All along, Ms Berejiklian has warned there would be outbreaks. She has almost run out of breath telling us that during a pandemic, it’s to be expected – we’re never out of the woods. We have to live with the virus, she’s said, and that advice is 100 per cent right.
The current restrictions are doing their job – they’re limiting dangerous gatherings and reducing movement around the city and State, without enforcing any sort of official lockdown that would send individuals and businesses to the brink.
We all need to do our part.
We need to continue to be mindful of social distancing, hand hygiene and mask wearing in situations where social distancing is not possible. We need to keep up-to-date with the venue alert lists, and most importantly, get tested when even the most minor of symptoms present.
The mainstream media must also play their part.
Stop over-playing this – and if you think you’re not, you’re largely wrong.
Searching high and low for an expert to suit the narrative of pushing for a lockdown or demanding crowds stay away from sporting events is not necessarily good journalism. Calling simple venue lists “hotspots”, or indirectly cheering for lockdowns certainly isn’t either. Why, I wonder, isn’t the reporting focused around what NSW can do to avoid a lockdown – rather than how close we are or aren’t to having one?

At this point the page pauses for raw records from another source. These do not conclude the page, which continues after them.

//! Remote collaborators of the pipeline
//!
//! The pipeline only talks to these traits. `drive` and `instagram` hold the
//! HTTP implementations; `mock` holds configurable doubles for tests.
//!
//! ```no_run
//! use libcwall::platforms::{CredentialProvider, ObjectStore, SocialPublisher};
//!
//! # async fn example(
//! #     credentials: &dyn CredentialProvider,
//! #     store: &dyn ObjectStore,
//! #     publisher: &dyn SocialPublisher,
//! # ) -> libcwall::Result<()> {
//! let credential = credentials.valid_credential().await?;
//! let id = store
//!     .upload("IMG001.JPEG".as_ref(), "folder123", &credential)
//!     .await?;
//! let creation_id = publisher.create_media(&store.public_url(&id)).await?;
//! publisher.publish_media(&creation_id).await?;
//! # Ok(())
//! # }
//! ```

use async_trait::async_trait;
use chrono::{DateTime, Utc};
use secrecy::SecretString;
use std::path::Path;
use std::time::Duration;
use tracing::warn;

use crate::error::Result;

pub mod drive;
pub mod instagram;

// Mock collaborators are available for all builds to support integration tests
pub mod mock;

/// Upper bound for one HTTP exchange with Drive or the Graph API
pub const REQUEST_TIMEOUT: Duration = Duration::from_secs(60);

/// HTTP client shared by the remote collaborators, bounded by [`REQUEST_TIMEOUT`]
pub fn http_client() -> reqwest::Client {
    client_builder(REQUEST_TIMEOUT).build().unwrap_or_else(|e| {
        warn!("Falling back to an HTTP client without timeouts: {}", e);
        reqwest::Client::new()
    })
}

fn client_builder(timeout: Duration) -> reqwest::ClientBuilder {
    reqwest::Client::builder()
        .timeout(timeout)
        .connect_timeout(timeout.min(Duration::from_secs(10)))
}

/// Bearer credential for the object store
#[derive(Debug)]
pub struct Credential {
    pub access_token: SecretString,
    pub expires_at: Option<DateTime<Utc>>,
}

impl Credential {
    pub fn new(access_token: impl Into<String>, expires_at: Option<DateTime<Utc>>) -> Self {
        Self {
            access_token: SecretString::from(access_token.into()),
            expires_at,
        }
    }
}

/// Supplies a currently valid store credential, refreshing it if needed
#[async_trait]
pub trait CredentialProvider: Send + Sync {
    /// # Errors
    ///
    /// Returns `CwallError::Auth` when no usable credential can be produced.
    /// Callers treat this as fatal for the run.
    async fn valid_credential(&self) -> Result<Credential>;
}

/// Cloud file store that receives the normalized images
#[async_trait]
pub trait ObjectStore: Send + Sync {
    /// Upload `path` into `folder_id` and return the new object's id
    ///
    /// # Errors
    ///
    /// Returns `CwallError::Upload` if the object could not be created.
    async fn upload(&self, path: &Path, folder_id: &str, credential: &Credential)
        -> Result<String>;

    /// URL under which the publisher can fetch the object
    fn public_url(&self, object_id: &str) -> String;
}

/// Social-media publishing endpoint with a shared daily quota
#[async_trait]
pub trait SocialPublisher: Send + Sync {
    /// Create a media container for the image at `image_url`, returning its creation id
    async fn create_media(&self, image_url: &str) -> Result<String>;

    /// Publish a previously created container, returning the published media id
    async fn publish_media(&self, creation_id: &str) -> Result<String>;

    /// Posts already consumed today against the daily cap
    ///
    /// # Errors
    ///
    /// Returns `CwallError::Quota` when the service errors or returns no usable record.
    async fn used_quota(&self) -> Result<u32>;

    /// Whether the configured access token is still accepted
    async fn validate_token(&self) -> bool;

    fn name(&self) -> &str;
}

#[cfg(test)]
mod tests {
    use super::*;
    use tokio::net::TcpListener;

    #[tokio::test]
    async fn test_stalled_server_times_out() {
        let listener = TcpListener::bind("127.0.0.1:0").await.unwrap();
        let addr = listener.local_addr().unwrap();
        tokio::spawn(async move {
            // Accept and never answer
            let (_socket, _) = listener.accept().await.unwrap();
            tokio::time::sleep(Duration::from_secs(30)).await;
        });

        let err = client_builder(Duration::from_millis(200))
            .no_proxy()
            .build()
            .unwrap()
            .get(format!("http://{}/", addr))
            .send()
            .await
            .unwrap_err();

        assert!(err.is_timeout());
    }
}
//! Upload stage: raw captures -> squared copies stored remotely
//!
//! For every raw capture the original is first moved into `discard/`, the
//! squared copy is written back into the watch directory and uploaded, and
//! on success renamed so that its name carries the remote object id. An item
//! whose upload fails stays quarantined and is not retried by later runs.
//! A quarantined original is never replaced: a capture that reuses its name
//! goes to the next free slot (`discard/IMG001.1.jpg`).

use std::path::Path;
use std::sync::Arc;
use tracing::{debug, info, warn};

use crate::error::{CwallError, Result};
use crate::imaging;
use crate::naming;
use crate::platforms::{Credential, CredentialProvider, ObjectStore};
use crate::shutdown::Shutdown;
use crate::state_log::{StateLog, StateRecord};
use crate::types::ItemState;

use super::{file_name, list_files, relative_to};

/// Tallies of one upload pass
#[derive(Debug, Clone, Copy, Default, PartialEq, Eq)]
pub struct UploadSummary {
    /// Raw captures found in the watch directory
    pub discovered: usize,
    /// Items that now sit in the watch directory under an encoded name
    pub uploaded: usize,
    /// Items left in quarantine after a processing or upload failure
    pub failed: usize,
    /// Captures left untouched because their name cannot carry a remote id
    pub skipped: usize,
}

pub struct UploadStage {
    store: Arc<dyn ObjectStore>,
    credentials: Arc<dyn CredentialProvider>,
    folder_id: String,
    purge_discard: bool,
    shutdown: Shutdown,
}

impl UploadStage {
    pub fn new(
        store: Arc<dyn ObjectStore>,
        credentials: Arc<dyn CredentialProvider>,
        folder_id: impl Into<String>,
    ) -> Self {
        Self {
            store,
            credentials,
            folder_id: folder_id.into(),
            purge_discard: false,
            shutdown: Shutdown::new(),
        }
    }

    /// Empty `discard/` before each pass. Quarantined originals are lost.
    pub fn with_purge_discard(mut self, purge: bool) -> Self {
        self.purge_discard = purge;
        self
    }

    pub fn with_shutdown(mut self, shutdown: Shutdown) -> Self {
        self.shutdown = shutdown;
        self
    }

    /// Run one pass over `watch_dir`
    ///
    /// # Errors
    ///
    /// Fails with `CwallError::Auth` when no credential can be obtained and
    /// with `CwallError::Cancelled` on shutdown. Per-item failures are logged
    /// and counted, never returned.
    pub async fn run(&self, watch_dir: &Path) -> Result<UploadSummary> {
        let discard_dir = naming::discard_dir(watch_dir);
        if self.purge_discard {
            purge_dir(&discard_dir)?;
        }

        let raw_files: Vec<_> = list_files(watch_dir)?
            .into_iter()
            .filter(|path| file_name(path).is_some_and(naming::is_raw_capture))
            .collect();

        let mut summary = UploadSummary {
            discovered: raw_files.len(),
            ..Default::default()
        };
        if raw_files.is_empty() {
            info!("No raw screenshots in {}", watch_dir.display());
            return Ok(summary);
        }
        info!("Found {} raw screenshots in {}", raw_files.len(), watch_dir.display());

        let credential = self.credentials.valid_credential().await?;
        std::fs::create_dir_all(&discard_dir)?;
        let log = StateLog::for_watch_dir(watch_dir);

        for raw_path in raw_files {
            if self.shutdown.is_requested() {
                return Err(CwallError::Cancelled);
            }
            let Some(name) = file_name(&raw_path) else {
                continue;
            };

            if let Err(e) = naming::encodable_basename(name) {
                warn!("Leaving {} in place: {}", name, e);
                summary.skipped += 1;
                continue;
            }

            match self.upload_item(watch_dir, name, &credential, &log).await {
                Ok(encoded) => {
                    info!("{} uploaded as {}", name, encoded);
                    summary.uploaded += 1;
                }
                Err(e @ CwallError::Auth(_)) => return Err(e),
                Err(e) => {
                    warn!("{} dropped from the pipeline: {}", name, e);
                    summary.failed += 1;
                }
            }
        }

        info!(
            "Upload pass finished: {} discovered, {} uploaded, {} failed, {} skipped",
            summary.discovered, summary.uploaded, summary.failed, summary.skipped
        );
        Ok(summary)
    }

    /// Quarantine, square, upload and rename one capture. Returns the
    /// encoded filename.
    async fn upload_item(
        &self,
        watch_dir: &Path,
        name: &str,
        credential: &Credential,
        log: &StateLog,
    ) -> Result<String> {
        naming::encodable_basename(name)?;
        let raw_path = watch_dir.join(name);
        let quarantined = naming::quarantine_path(watch_dir, name)?;
        let key = file_name(&quarantined)
            .and_then(naming::item_key)
            .unwrap_or_else(|| name.to_string());

        std::fs::rename(&raw_path, &quarantined)?;
        log.record(StateRecord::new(
            &key,
            ItemState::Quarantined,
            relative_to(watch_dir, &quarantined),
        ));

        let normalized = watch_dir.join(naming::normalized_name(name)?);
        let uploaded = async {
            imaging::process_image(&quarantined, &normalized)?;
            let remote_id = self
                .store
                .upload(&normalized, &self.folder_id, credential)
                .await?;
            naming::encode(&remote_id, name).map(|encoded| (remote_id, encoded))
        }
        .await;

        let (remote_id, encoded) = match uploaded {
            Ok(result) => result,
            Err(e) => {
                remove_if_present(&normalized);
                return Err(e);
            }
        };

        let encoded_path = watch_dir.join(&encoded);
        std::fs::rename(&normalized, &encoded_path)?;
        log.record(
            StateRecord::new(&key, ItemState::Uploaded, relative_to(watch_dir, &encoded_path))
                .with_remote_id(remote_id),
        );
        Ok(encoded)
    }
}

fn purge_dir(dir: &Path) -> Result<()> {
    if !dir.exists() {
        return Ok(());
    }
    let removed = list_files(dir)?.len();
    std::fs::remove_dir_all(dir)?;
    std::fs::create_dir_all(dir)?;
    info!("Purged {} quarantined files from {}", removed, dir.display());
    Ok(())
}

fn remove_if_present(path: &Path) {
    match std::fs::remove_file(path) {
        Ok(()) => debug!("Removed {}", path.display()),
        Err(e) if e.kind() == std::io::ErrorKind::NotFound => {}
        Err(e) => warn!("Failed to remove {}: {}", path.display(), e),
    }
}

Most importantly, reporting of context is critical. There is so much misinformation out there at the moment, and given the media is the biggest conduit of news to the masses, they’re clearly doing something wrong.
During a pandemic, click-bait articles, sensationalist headlines and narratives and frightening graphics should be thrown out the window.
Hang tight Sydney – we’ve got this, you just need to have a little faith.
Troy Dodds is the Weekender’s Managing Editor and Senior Writer. He has more than 15 years experience as a journalist, working with some of Australia’s leading media organisations.